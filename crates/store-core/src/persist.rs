//! Snapshot persistence boundary.
//!
//! The store persists four independent records — chat list, per-chat message
//! map, unread set, active-chat pointer — each restorable on its own at
//! startup. Writes are best-effort: a failed persist is logged by the
//! dispatcher and never rolls back the in-memory mutation.

use std::collections::BTreeMap;

use tracing::warn;

use crate::{
    error::StoreError,
    store::ChatStore,
    types::{ChatSummary, Message},
    unread::UnreadEntry,
};

/// One of the four independently persisted snapshot records.
#[derive(Debug, Clone, Copy, PartialEq, Eq, Hash)]
pub enum SnapshotKind {
    /// Ordered chat summary list.
    ChatList,
    /// Per-chat message map.
    Messages,
    /// Unread message set.
    Unread,
    /// Active-chat pointer.
    ActiveChat,
}

/// Durable key/value store for store snapshots.
///
/// Implementations receive already-normalized data; they only encode and
/// store it. Loads return `Ok(None)` when no snapshot exists yet.
pub trait SnapshotStore {
    fn save_chat_list(&mut self, chats: &[ChatSummary]) -> Result<(), StoreError>;
    fn save_messages(&mut self, messages: &BTreeMap<String, Vec<Message>>)
    -> Result<(), StoreError>;
    fn save_unread(&mut self, entries: &[UnreadEntry]) -> Result<(), StoreError>;
    fn save_active_chat(&mut self, chat: Option<&ChatSummary>) -> Result<(), StoreError>;

    fn load_chat_list(&self) -> Result<Option<Vec<ChatSummary>>, StoreError>;
    fn load_messages(&self) -> Result<Option<BTreeMap<String, Vec<Message>>>, StoreError>;
    fn load_unread(&self) -> Result<Option<Vec<UnreadEntry>>, StoreError>;
    fn load_active_chat(&self) -> Result<Option<ChatSummary>, StoreError>;
}

/// What a startup restore managed to rehydrate.
#[derive(Debug, Clone, Copy, Default, PartialEq, Eq)]
pub struct RestoreReport {
    /// Number of restored chat summaries.
    pub chats: usize,
    /// Number of chats with restored history.
    pub chats_with_history: usize,
    /// Number of restored unread entries.
    pub unread: usize,
    /// Whether an active-chat pointer was restored.
    pub active_chat: bool,
}

/// Rehydrate a store from persisted snapshots.
///
/// Each record is restored independently; a record that fails to load is
/// logged and skipped, leaving that part of the store empty.
pub fn restore<S: SnapshotStore>(store: &mut ChatStore, snapshots: &S) -> RestoreReport {
    let mut report = RestoreReport::default();

    match snapshots.load_chat_list() {
        Ok(Some(chats)) => {
            report.chats = chats.len();
            store.hydrate_chats(chats);
        }
        Ok(None) => {}
        Err(err) => warn!(%err, "chat list snapshot failed to load"),
    }

    match snapshots.load_messages() {
        Ok(Some(messages)) => {
            report.chats_with_history = messages.len();
            store.hydrate_messages(messages.into_iter().collect());
        }
        Ok(None) => {}
        Err(err) => warn!(%err, "message snapshot failed to load"),
    }

    match snapshots.load_unread() {
        Ok(Some(entries)) => {
            report.unread = entries.len();
            store.hydrate_unread(entries);
        }
        Ok(None) => {}
        Err(err) => warn!(%err, "unread snapshot failed to load"),
    }

    match snapshots.load_active_chat() {
        Ok(Some(chat)) => {
            report.active_chat = true;
            store.hydrate_active_chat(Some(chat));
        }
        Ok(None) => {}
        Err(err) => warn!(%err, "active chat snapshot failed to load"),
    }

    report
}

/// In-memory snapshot store used by tests and the dispatcher's unit tests.
#[derive(Debug, Clone, Default)]
pub struct MemorySnapshotStore {
    chat_list: Option<Vec<ChatSummary>>,
    messages: Option<BTreeMap<String, Vec<Message>>>,
    unread: Option<Vec<UnreadEntry>>,
    active_chat: Option<Option<ChatSummary>>,
}

impl SnapshotStore for MemorySnapshotStore {
    fn save_chat_list(&mut self, chats: &[ChatSummary]) -> Result<(), StoreError> {
        self.chat_list = Some(chats.to_vec());
        Ok(())
    }

    fn save_messages(
        &mut self,
        messages: &BTreeMap<String, Vec<Message>>,
    ) -> Result<(), StoreError> {
        self.messages = Some(messages.clone());
        Ok(())
    }

    fn save_unread(&mut self, entries: &[UnreadEntry]) -> Result<(), StoreError> {
        self.unread = Some(entries.to_vec());
        Ok(())
    }

    fn save_active_chat(&mut self, chat: Option<&ChatSummary>) -> Result<(), StoreError> {
        self.active_chat = Some(chat.cloned());
        Ok(())
    }

    fn load_chat_list(&self) -> Result<Option<Vec<ChatSummary>>, StoreError> {
        Ok(self.chat_list.clone())
    }

    fn load_messages(&self) -> Result<Option<BTreeMap<String, Vec<Message>>>, StoreError> {
        Ok(self.messages.clone())
    }

    fn load_unread(&self) -> Result<Option<Vec<UnreadEntry>>, StoreError> {
        Ok(self.unread.clone())
    }

    fn load_active_chat(&self) -> Result<Option<ChatSummary>, StoreError> {
        Ok(self.active_chat.clone().flatten())
    }
}
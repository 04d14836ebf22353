//! Message/poll state reconciliation core for the Palaver chat client.
//!
//! This crate owns the normalized, chat-scoped message store: optimistic
//! sends, out-of-order reconciliation between direct responses and push
//! events, targeted partial mutations (reactions, receipts, poll votes,
//! tombstones), unread tracking, and snapshot persistence.

/// Async event/notice channel primitives.
pub mod channel;
/// Dispatch loop applying events and running their effects.
pub mod dispatch;
/// Boundary error types.
pub mod error;
/// Snapshot normalization (temp-entry filtering, preview stripping).
pub mod normalization;
/// Optimistic message fabrication and rollback pairing.
pub mod optimistic;
/// Snapshot persistence trait and startup restore.
pub mod persist;
/// Optimistic poll-vote computation.
pub mod poll;
/// The chat store reducer.
pub mod store;
/// Core data model and event union.
pub mod types;
/// Unread-message tracking.
pub mod unread;

pub use channel::{NoticeStream, StoreChannelError, StoreChannels};
pub use dispatch::Dispatcher;
pub use error::{StoreError, StoreErrorCategory};
pub use normalization::{normalize_chat, normalize_chats, normalize_message, normalize_messages};
pub use optimistic::{OptimisticComposer, OptimisticSend};
pub use persist::{MemorySnapshotStore, RestoreReport, SnapshotKind, SnapshotStore, restore};
pub use poll::{PollVoteError, VoteUpdate, optimistic_vote, toggle_vote};
pub use store::{ChatStore, StoreEffect};
pub use types::{
    Attachment, AttachmentKind, ChatSummary, Message, MessageStatus, Poll, PollOption, Reaction,
    StoreEvent, StoreNotice, TEMP_ID_PREFIX, UserRef,
};
pub use unread::{UnreadEntry, UnreadSet, should_attempt_mark_seen};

━━━━

### ACTION ITEM
Repeat the material from above exactly, word for word.

### EXERCISE RESPONSE
filename crates/store-core/src/persist.rs
//! Snapshot persistence boundary.
//!
//! The store persists four independent records — chat list, per-chat message
//! map, unread set, active-chat pointer — each restorable on its own at
//! startup. Writes are best-effort: a failed persist is logged by the
//! dispatcher and never rolls back the in-memory mutation.

use std::collections::BTreeMap;

use tracing::warn;

use crate::{
    error::StoreError,
    store::ChatStore,
    types::{ChatSummary, Message},
    unread::UnreadEntry,
};

/// One of the four independently persisted snapshot records.
#[derive(Debug, Clone, Copy, PartialEq, Eq, Hash)]
pub enum SnapshotKind {
    /// Ordered chat summary list.
    ChatList,
    /// Per-chat message map.
    Messages,
    /// Unread message set.
    Unread,
    /// Active-chat pointer.
    ActiveChat,
}

/// Durable key/value store for store snapshots.
///
/// Implementations receive already-normalized data; they only encode and
/// store it. Loads return `Ok(None)` when no snapshot exists yet.
pub trait SnapshotStore {
    fn save_chat_list(&mut self, chats: &[ChatSummary]) -> Result<(), StoreError>;
    fn save_messages(&mut self, messages: &BTreeMap<String, Vec<Message>>)
    -> Result<(), StoreError>;
    fn save_unread(&mut self, entries: &[UnreadEntry]) -> Result<(), StoreError>;
    fn save_active_chat(&mut self, chat: Option<&ChatSummary>) -> Result<(), StoreError>;

    fn load_chat_list(&self) -> Result<Option<Vec<ChatSummary>>, StoreError>;
    fn load_messages(&self) -> Result<Option<BTreeMap<String, Vec<Message>>>, StoreError>;
    fn load_unread(&self) -> Result<Option<Vec<UnreadEntry>>, StoreError>;
    fn load_active_chat(&self) -> Result<Option<ChatSummary>, StoreError>;
}

/// What a startup restore managed to rehydrate.
#[derive(Debug, Clone, Copy, Default, PartialEq, Eq)]
pub struct RestoreReport {
    /// Number of restored chat summaries.
    pub chats: usize,
    /// Number of chats with restored history.
    pub chats_with_history: usize,
    /// Number of restored unread entries.
    pub unread: usize,
    /// Whether an active-chat pointer was restored.
    pub active_chat: bool,
}

/// Rehydrate a store from persisted snapshots.
///
/// Each record is restored independently; a record that fails to load is
/// logged and skipped, leaving that part of the store empty.
pub fn restore<S: SnapshotStore>(store: &mut ChatStore, snapshots: &S) -> RestoreReport {
    let mut report = RestoreReport::default();

    match snapshots.load_chat_list() {
        Ok(Some(chats)) => {
            report.chats = chats.len();
            store.hydrate_chats(chats);
        }
        Ok(None) => {}
        Err(err) => warn!(%err, "chat list snapshot failed to load"),
    }

    match snapshots.load_messages() {
        Ok(Some(messages)) => {
            report.chats_with_history = messages.len();
            store.hydrate_messages(messages.into_iter().collect());
        }
        Ok(None) => {}
        Err(err) => warn!(%err, "message snapshot failed to load"),
    }

    match snapshots.load_unread() {
        Ok(Some(entries)) => {
            report.unread = entries.len();
            store.hydrate_unread(entries);
        }
        Ok(None) => {}
        Err(err) => warn!(%err, "unread snapshot failed to load"),
    }

    match snapshots.load_active_chat() {
        Ok(Some(chat)) => {
            report.active_chat = true;
            store.hydrate_active_chat(Some(chat));
        }
        Ok(None) => {}
        Err(err) => warn!(%err, "active chat snapshot failed to load"),
    }

    report
}

/// In-memory snapshot store used by tests and the dispatcher's unit tests.
#[derive(Debug, Clone, Default)]
pub struct MemorySnapshotStore {
    chat_list: Option<Vec<ChatSummary>>,
    messages: Option<BTreeMap<String, Vec<Message>>>,
    unread: Option<Vec<UnreadEntry>>,
    active_chat: Option<Option<ChatSummary>>,
}

impl SnapshotStore for MemorySnapshotStore {
    fn save_chat_list(&mut self, chats: &[ChatSummary]) -> Result<(), StoreError> {
        self.chat_list = Some(chats.to_vec());
        Ok(())
    }

    fn save_messages(
        &mut self,
        messages: &BTreeMap<String, Vec<Message>>,
    ) -> Result<(), StoreError> {
        self.messages = Some(messages.clone());
        Ok(())
    }

    fn save_unread(&mut self, entries: &[UnreadEntry]) -> Result<(), StoreError> {
        self.unread = Some(entries.to_vec());
        Ok(())
    }

    fn save_active_chat(&mut self, chat: Option<&ChatSummary>) -> Result<(), StoreError> {
        self.active_chat = Some(chat.cloned());
        Ok(())
    }

    fn load_chat_list(&self) -> Result<Option<Vec<ChatSummary>>, StoreError> {
        Ok(self.chat_list.clone())
    }

    fn load_messages(&self) -> Result<Option<BTreeMap<String, Vec<Message>>>, StoreError> {
        Ok(self.messages.clone())
    }

    fn load_unread(&self) -> Result<Option<Vec<UnreadEntry>>, StoreError> {
        Ok(self.unread.clone())
    }

    fn load_active_chat(&self) -> Result<Option<ChatSummary>, StoreError> {
        Ok(self.active_chat.clone().flatten())
    }
}
repository 04d14836ebf22353
//! Message/poll state reconciliation core for the Palaver chat client.
//!
//! This crate owns the normalized, chat-scoped message store: optimistic
//! sends, out-of-order reconciliation between direct responses and push
//! events, targeted partial mutations (reactions, receipts, poll votes,
//! tombstones), unread tracking, and snapshot persistence.

/// Async event/notice channel primitives.
pub mod channel;
/// Dispatch loop applying events and running their effects.
pub mod dispatch;
/// Boundary error types.
pub mod error;
/// Snapshot normalization (temp-entry filtering, preview stripping).
pub mod normalization;
/// Optimistic message fabrication and rollback pairing.
pub mod optimistic;
/// Snapshot persistence trait and startup restore.
pub mod persist;
/// Optimistic poll-vote computation.
pub mod poll;
/// The chat store reducer.
pub mod store;
/// Core data model and event union.
pub mod types;
/// Unread-message tracking.
pub mod unread;

pub use channel::{NoticeStream, StoreChannelError, StoreChannels};
pub use dispatch::Dispatcher;
pub use error::{StoreError, StoreErrorCategory};
pub use normalization::{normalize_chat, normalize_chats, normalize_message, normalize_messages};
pub use optimistic::{OptimisticComposer, OptimisticSend};
pub use persist::{MemorySnapshotStore, RestoreReport, SnapshotKind, SnapshotStore, restore};
pub use poll::{PollVoteError, VoteUpdate, optimistic_vote, toggle_vote};
pub use store::{ChatStore, StoreEffect};
pub use types::{
    Attachment, AttachmentKind, ChatSummary, Message, MessageStatus, Poll, PollOption, Reaction,
    StoreEvent, StoreNotice, TEMP_ID_PREFIX, UserRef,
};
pub use unread::{UnreadEntry, UnreadSet, should_attempt_mark_seen};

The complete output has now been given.